The rest of this paper is organized below. Section 2 presents a new GZIGPFA model for handling microbiome data and introduces methods for parameter estimation and rank selection. A simulation and comparison study are conducted in Section 3 to demonstrate the performance of the proposed method. In Section 4, we apply our method to the gut microbial data to explore the association between gut microbes and obesity. In Section 5, a conclusion of this paper is drawn with a discussion of extensions and areas for subsequent work.

2 Method

For i = 1, 2, …, n and j = 1, 2, …, m, let y_ij denote the count of the j-th taxon from the i-th individual, then, an n×m microbial abundance matrix can be expressed as Y = (_{y_ij)n×m}. Denote the ith row of matrix Y as y_(i) = (y_i1, …, y_im), refer to as the i-th sample of sequencing data.

2.1 Zero-inflated generalized Poisson factor model

The microbiome dataset typically presents as a highly skewed non-negative count matrix with numerous zeros, often characterized by over-dispersion. Therefore, we build statistical models to address these issues for microbiome data.

The presence of zeros in microbiome data may be true absences or undetected taxa. Considering the over-dispersion characteristics of the data, we assume that the sequencing count y_ij follows the zero-inflated generalized Poisson (ZIGP) distribution (Famoye and Singh, 2006):

\begin{array}{l} y_{i j} ~ {\begin{array}{l} 0, & with probability ϕ_{i j}, \\ G P (T_{i} λ_{i j}, α), & with probability 1 - ϕ_{i j}, \end{array} & (1) \end{array}

where ϕ_ij is the zero-inflation parameter describing the probability of excess zero; GP(T_iλ_ij, α) is the generalized Poisson distribution (Consul and Famoye, 1992; Famoye, 1993), with the probability function

\begin{array}{l} p (y_{i j}; T_{i} λ_{i j}, α) = \frac{1}{y_{i j}!} {(\frac{T_{i} λ_{i j}}{1 + α T_{i} λ_{i j}})}^{y_{i j}} {(1 + α y_{i j})}^{y_{i j} - 1} exp \\ {- \frac{T_{i} λ_{i j} (1 + α y_{i j})}{1 + α T_{i} λ_{i j}}}, & (2) \end{array}

where λ_ij and α are the mean and dispersion parameters of the generalized Poisson part, respectively; T_i is the relative library size of the i-th sample, which is utilized to regulate λ_ij. Generally, there are many representations of T_i (Anders and Huber, 2010; Eddy, 2011; Badri et al., 2020; Mishra and Müller, 2022). In this paper, we take

T_{i} = \sum_{j = 1}^{m} y_{i j} / median (\sum_{j = 1}^{m} y_{1 j}, \dots, \sum_{j = 1}^{m} y_{n j}) .

Next, the link between the zero-inflation probability ϕ_ij and the mean parameter λ_ij is established according to Lambert (1992). Typically, an increase in the number of zeros in the data results in a smaller overall mean. Therefore, a negative relationship between ϕ_ij and λ_ij is established, i.e.,

\begin{array}{l} logit (ϕ_{i j}) = - τ log (λ_{i j}), & (3) \end{array}

where τ is the shape parameter; logit(ϕ_ij) and log(λ_ij) are the link functions for the probability of zero-inflation and the mean of generalized Poisson in the generalized linear model (GLM), respectively. Let $Λ = {(λ_{i j})}_{n \times m} \in ℝ^{n \times m}$ and $Φ = {(ϕ_{i j})}_{n \times m} \in ℝ^{n \times m}$ be the matrix forms of λ_ij and ϕ_ij, respectively. Therefore, the matrix form of Equation (3) can be expressed as logit(Φ) = −τlog(Λ).

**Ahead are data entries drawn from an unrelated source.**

//! Unit tests for the grammar parser wrapper

use plsql2pg::parser::GrammarParser;
use plsql2pg::TransformError;

#[test]
fn test_parse_valid_select() {
    let parser = GrammarParser::new();
    let outcome = parser.parse_select("SELECT empno, ename FROM emp").unwrap();
    assert!(outcome.is_success());
    assert!(outcome.tree().is_some());
    assert!(outcome.errors().is_empty());
}

#[test]
fn test_empty_input_is_contract_violation() {
    let parser = GrammarParser::new();
    let err = parser.parse_select("").unwrap_err();
    assert!(matches!(err, TransformError::InvalidInput { .. }));
}

#[test]
fn test_blank_input_is_contract_violation() {
    let parser = GrammarParser::new();
    let err = parser.parse_select("   \n\t  ").unwrap_err();
    assert!(matches!(err, TransformError::InvalidInput { .. }));
}

#[test]
fn test_syntax_error_collected_not_raised() {
    let parser = GrammarParser::new();
    // Malformed SQL must not fail the call; errors land in the outcome
    let outcome = parser.parse_select("SELECT FROM WHERE").unwrap();
    assert!(outcome.has_errors());
    assert!(outcome.tree().is_none());
    assert!(!outcome.is_success());
}

#[test]
fn test_error_message_joins_errors() {
    let parser = GrammarParser::new();
    let outcome = parser.parse_select("SELECT FROM WHERE").unwrap();
    let message = outcome.error_message().unwrap();
    assert!(!message.is_empty());
}

#[test]
fn test_non_select_statement_rejected_via_outcome() {
    let parser = GrammarParser::new();
    let outcome = parser.parse_select("DELETE FROM emp").unwrap();
    assert!(outcome.has_errors());
    assert!(outcome
        .error_message()
        .unwrap()
        .contains("expected a SELECT statement"));
}

#[test]
fn test_original_sql_preserved() {
    let parser = GrammarParser::new();
    let sql = "SELECT 1 FROM dual";
    let outcome = parser.parse_select(sql).unwrap();
    assert_eq!(outcome.original_sql(), sql);
}

#[test]
fn test_oracle_identifiers_parse() {
    let parser = GrammarParser::new();
    let outcome = parser
        .parse_select("SELECT sid, serial# FROM v$session")
        .unwrap();
    assert!(outcome.is_success(), "errors: {:?}", outcome.errors());
}

#[test]
fn test_multiple_statements_rejected() {
    let parser = GrammarParser::new();
    let outcome = parser.parse_select("SELECT 1; SELECT 2").unwrap();
    assert!(outcome.has_errors());
    assert!(outcome
        .error_message()
        .unwrap()
        .contains("exactly one statement"));
}
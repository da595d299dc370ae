//! Semantic layer: context, node tree, and the parse-tree-to-semantic builder
//!
//! The pipeline is build-then-emit: [`SemanticTreeBuilder`] resolves names and
//! applies rewrite rules while walking the parse tree, and the resulting
//! [`SemanticNode`] tree emits target text as a pure fold over the
//! [`TransformationContext`].

mod builder;
mod context;
mod node;

pub use builder::SemanticTreeBuilder;
pub use context::{ColumnInfo, MetadataIndices, MetadataIndicesBuilder, TransformationContext};
pub use node::{CommonTableExpr, OrderItem, SemanticNode};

The ZIGP model (Equation 1) described above can accommodate simultaneously zero inflation and over-dispersion count data. Furthermore, upon review of the existing literature about microbiome data analysis, the ZIGP model represents the inaugural utilization of the zero-inflated generalized Poisson model in microbiome datasets. In the following, we intend to solve the prevalent issue of high dimensionality in the microbiome data with a factor analysis model. Therefore, we propose a GLM-based zero-inflated generalized Poisson factor analysis (GZIGPFA) model to provide a suitable model for zero-inflated, over-dispersed, and high-dimensional microbiome data.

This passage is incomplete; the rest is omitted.